Water is licked from the floor when the pen is cleaned so there is never clean water to drink.
The dogs become living ghosts and sometimes there are not able to stand .
There is a total lack of basic medical care and distemper and other fatal diseases are an every day reality.
Workers there treat the animals with no compassion and as if they were objects.
The word LOVE seems forgotten there. There is no respect and no hope for the animals locked up here. They are kicked, beaten, and sometimes tortured by the sub-humans that should take care of those animals that are HOPELESS.

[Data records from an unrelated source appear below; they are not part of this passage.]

use rollcall_core::analyzer::{self, AnalyzerOptions};
use rollcall_core::detector::SCRFD_DEFAULT_INPUT_SIZE;
use rollcall_core::matching::{ATTENDANCE_THRESHOLD, IDENTIFICATION_THRESHOLD, SIMILARITY_FLOOR};
use rollcall_core::quality::{BLUR_THRESHOLD, MIN_FACE_SIZE};
use rollcall_core::store::DEFAULT_EMBEDDING_DIM;
use rollcall_core::{QualityGate, Thresholds};
use std::net::SocketAddr;
use std::path::PathBuf;
use thiserror::Error;

#[derive(Error, Debug, PartialEq)]
pub enum ConfigError {
    #[error("{key}={value:?} is not a number")]
    InvalidNumber { key: &'static str, value: String },
}

/// Daemon configuration, loaded from environment variables.
#[derive(Debug, Clone)]
pub struct Config {
    /// HTTP listen address (default: 0.0.0.0:8000).
    pub bind_addr: SocketAddr,
    /// Directory containing the ONNX model files.
    pub model_dir: PathBuf,
    /// Register folder: one sub-directory of images per identity.
    pub register_dir: PathBuf,
    /// Similarity at which a face gets a non-"Unknown" label.
    pub identification_threshold: f32,
    /// Similarity the best face must reach to confirm attendance.
    pub attendance_threshold: f32,
    /// Hard similarity floor; `None` disables it.
    pub similarity_floor: Option<f32>,
    pub min_face_size: u32,
    pub blur_threshold: f64,
    /// Square SCRFD input size.
    pub det_size: usize,
    pub intra_threads: usize,
    pub embedding_dim: usize,
    /// Enroll every identity in the register folder at startup.
    pub auto_register: bool,
    /// Request body limit in bytes (base64 frames are large).
    pub max_body_bytes: usize,
}

impl Config {
    /// Load configuration from `ROLLCALL_*` environment variables with defaults.
    ///
    /// Malformed similarity thresholds are errors rather than silently
    /// replaced by their defaults.
    pub fn from_env() -> Result<Self, ConfigError> {
        let model_dir = std::env::var("ROLLCALL_MODEL_DIR")
            .map(PathBuf::from)
            .unwrap_or_else(|_| analyzer::default_model_dir());

        let register_dir = std::env::var("ROLLCALL_REGISTER_DIR")
            .map(PathBuf::from)
            .unwrap_or_else(|_| analyzer::data_dir().join("register_faces"));

        let bind_addr = std::env::var("ROLLCALL_BIND")
            .ok()
            .and_then(|v| v.parse().ok())
            .unwrap_or_else(|| SocketAddr::from(([0, 0, 0, 0], 8000)));

        Ok(Self {
            bind_addr,
            model_dir,
            register_dir,
            identification_threshold: env_threshold(
                "ROLLCALL_THRESHOLD_COSINE",
                IDENTIFICATION_THRESHOLD,
            )?,
            attendance_threshold: env_threshold(
                "ROLLCALL_ATTENDANCE_THRESHOLD",
                ATTENDANCE_THRESHOLD,
            )?,
            similarity_floor: env_floor("ROLLCALL_SIMILARITY_FLOOR", SIMILARITY_FLOOR)?,
            min_face_size: env_parse("ROLLCALL_MIN_FACE_SIZE", MIN_FACE_SIZE),
            blur_threshold: env_parse("ROLLCALL_BLUR_THRESHOLD", BLUR_THRESHOLD),
            det_size: env_parse("ROLLCALL_DET_SIZE", SCRFD_DEFAULT_INPUT_SIZE),
            intra_threads: env_parse("ROLLCALL_INTRA_THREADS", 2),
            embedding_dim: DEFAULT_EMBEDDING_DIM,
            auto_register: std::env::var("ROLLCALL_AUTO_REGISTER")
                .map(|v| v != "0")
                .unwrap_or(true),
            max_body_bytes: env_parse::<usize>("ROLLCALL_MAX_BODY_MB", 16) * 1024 * 1024,
        })
    }

    pub fn thresholds(&self) -> Thresholds {
        Thresholds {
            identification: self.identification_threshold,
            attendance: self.attendance_threshold,
            floor: self.similarity_floor,
        }
    }

    pub fn quality_gate(&self) -> QualityGate {
        QualityGate::new(self.min_face_size, self.blur_threshold)
    }

    pub fn analyzer_options(&self) -> AnalyzerOptions {
        AnalyzerOptions {
            model_dir: self.model_dir.clone(),
            det_size: self.det_size,
            intra_threads: self.intra_threads,
        }
    }
}

fn env_parse<T: std::str::FromStr>(key: &str, default: T) -> T {
    std::env::var(key)
        .ok()
        .and_then(|v| v.parse().ok())
        .unwrap_or(default)
}

/// Threshold value: `default` when unset, an error when unparsable.
fn env_threshold(key: &'static str, default: f32) -> Result<f32, ConfigError> {
    match std::env::var(key) {
        Ok(v) => parse_threshold(key, &v),
        Err(_) => Ok(default),
    }
}

/// Floor value, or `None` when set to "off"/"none"/empty.
fn env_floor(key: &'static str, default: f32) -> Result<Option<f32>, ConfigError> {
    match std::env::var(key) {
        Ok(v) if matches!(v.trim().to_ascii_lowercase().as_str(), "" | "off" | "none") => Ok(None),
        Ok(v) => parse_threshold(key, &v).map(Some),
        Err(_) => Ok(Some(default)),
    }
}

fn parse_threshold(key: &'static str, value: &str) -> Result<f32, ConfigError> {
    value
        .trim()
        .parse::<f32>()
        .ok()
        .filter(|v| v.is_finite())
        .ok_or_else(|| ConfigError::InvalidNumber {
            key,
            value: value.to_string(),
        })
}

#[cfg(test)]
mod tests {
    use super::*;

    // Each test uses its own variable names so they can run in parallel.

    #[test]
    fn test_env_parse_fallback() {
        std::env::remove_var("ROLLCALL_TEST_PARSE_MISSING");
        assert_eq!(env_parse("ROLLCALL_TEST_PARSE_MISSING", 7u32), 7);

        std::env::set_var("ROLLCALL_TEST_PARSE_BAD", "not-a-number");
        assert_eq!(env_parse("ROLLCALL_TEST_PARSE_BAD", 0.5f32), 0.5);

        std::env::set_var("ROLLCALL_TEST_PARSE_OK", "0.72");
        assert_eq!(env_parse("ROLLCALL_TEST_PARSE_OK", 0.5f32), 0.72);
    }

    #[test]
    fn test_env_floor() {
        std::env::remove_var("ROLLCALL_TEST_FLOOR_MISSING");
        assert_eq!(env_floor("ROLLCALL_TEST_FLOOR_MISSING", 0.3), Ok(Some(0.3)));

        std::env::set_var("ROLLCALL_TEST_FLOOR_OFF", "off");
        assert_eq!(env_floor("ROLLCALL_TEST_FLOOR_OFF", 0.3), Ok(None));

        std::env::set_var("ROLLCALL_TEST_FLOOR_SET", "0.25");
        assert_eq!(env_floor("ROLLCALL_TEST_FLOOR_SET", 0.3), Ok(Some(0.25)));

        std::env::set_var("ROLLCALL_TEST_FLOOR_BAD", "abc");
        assert!(matches!(
            env_floor("ROLLCALL_TEST_FLOOR_BAD", 0.3),
            Err(ConfigError::InvalidNumber { key: "ROLLCALL_TEST_FLOOR_BAD", .. })
        ));
    }

    #[test]
    fn test_malformed_threshold_is_an_error() {
        std::env::remove_var("ROLLCALL_TEST_THRESHOLD_MISSING");
        assert_eq!(env_threshold("ROLLCALL_TEST_THRESHOLD_MISSING", 0.68), Ok(0.68));

        std::env::set_var("ROLLCALL_TEST_THRESHOLD_OK", " 0.72 ");
        assert_eq!(env_threshold("ROLLCALL_TEST_THRESHOLD_OK", 0.68), Ok(0.72));

        for bad in ["0,72", "", "high", "NaN"] {
            std::env::set_var("ROLLCALL_TEST_THRESHOLD_BAD", bad);
            let err = env_threshold("ROLLCALL_TEST_THRESHOLD_BAD", 0.68).unwrap_err();
            assert_eq!(
                err,
                ConfigError::InvalidNumber {
                    key: "ROLLCALL_TEST_THRESHOLD_BAD",
                    value: bad.to_string(),
                }
            );
        }
    }

    #[test]
    fn test_thresholds_mapping() {
        let mut config = Config::from_env().unwrap();
        config.identification_threshold = 0.5;
        config.attendance_threshold = 0.7;
        config.similarity_floor = None;

        let t = config.thresholds();
        assert_eq!(t.identification, 0.5);
        assert_eq!(t.attendance, 0.7);
        assert_eq!(t.floor, None);
        assert!(t.validate().is_ok());
        assert_eq!(config.embedding_dim, 512);
    }
}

This image haunts me and the best thing I can think of is never stop spaying and neutering and be faster than those beasts - the dog catchers! An unborn soul can never be abused, tortured, frightened, hungry, thirsty and most importantly HOPELESS.
Every surgery we do is a step forward in a won battle against pain and death. Our spay Mobil was named "Hope" and we took her to villages and places no vet has ever reached and people start to understand the importance of spaying and neutering as the most efficient way to create welfare for the animals.
Back at the Homeless Animal Hospital hundreds of homeless animals were helped and I am happy to say that we also treat animals that need our help to live when no one gave them a chance of survival. We treated them and they returned to their loving family. Those moments when people smile taking their animals home after they thought everything was lost, are the fuel that keeps us going to help more and more animals in need.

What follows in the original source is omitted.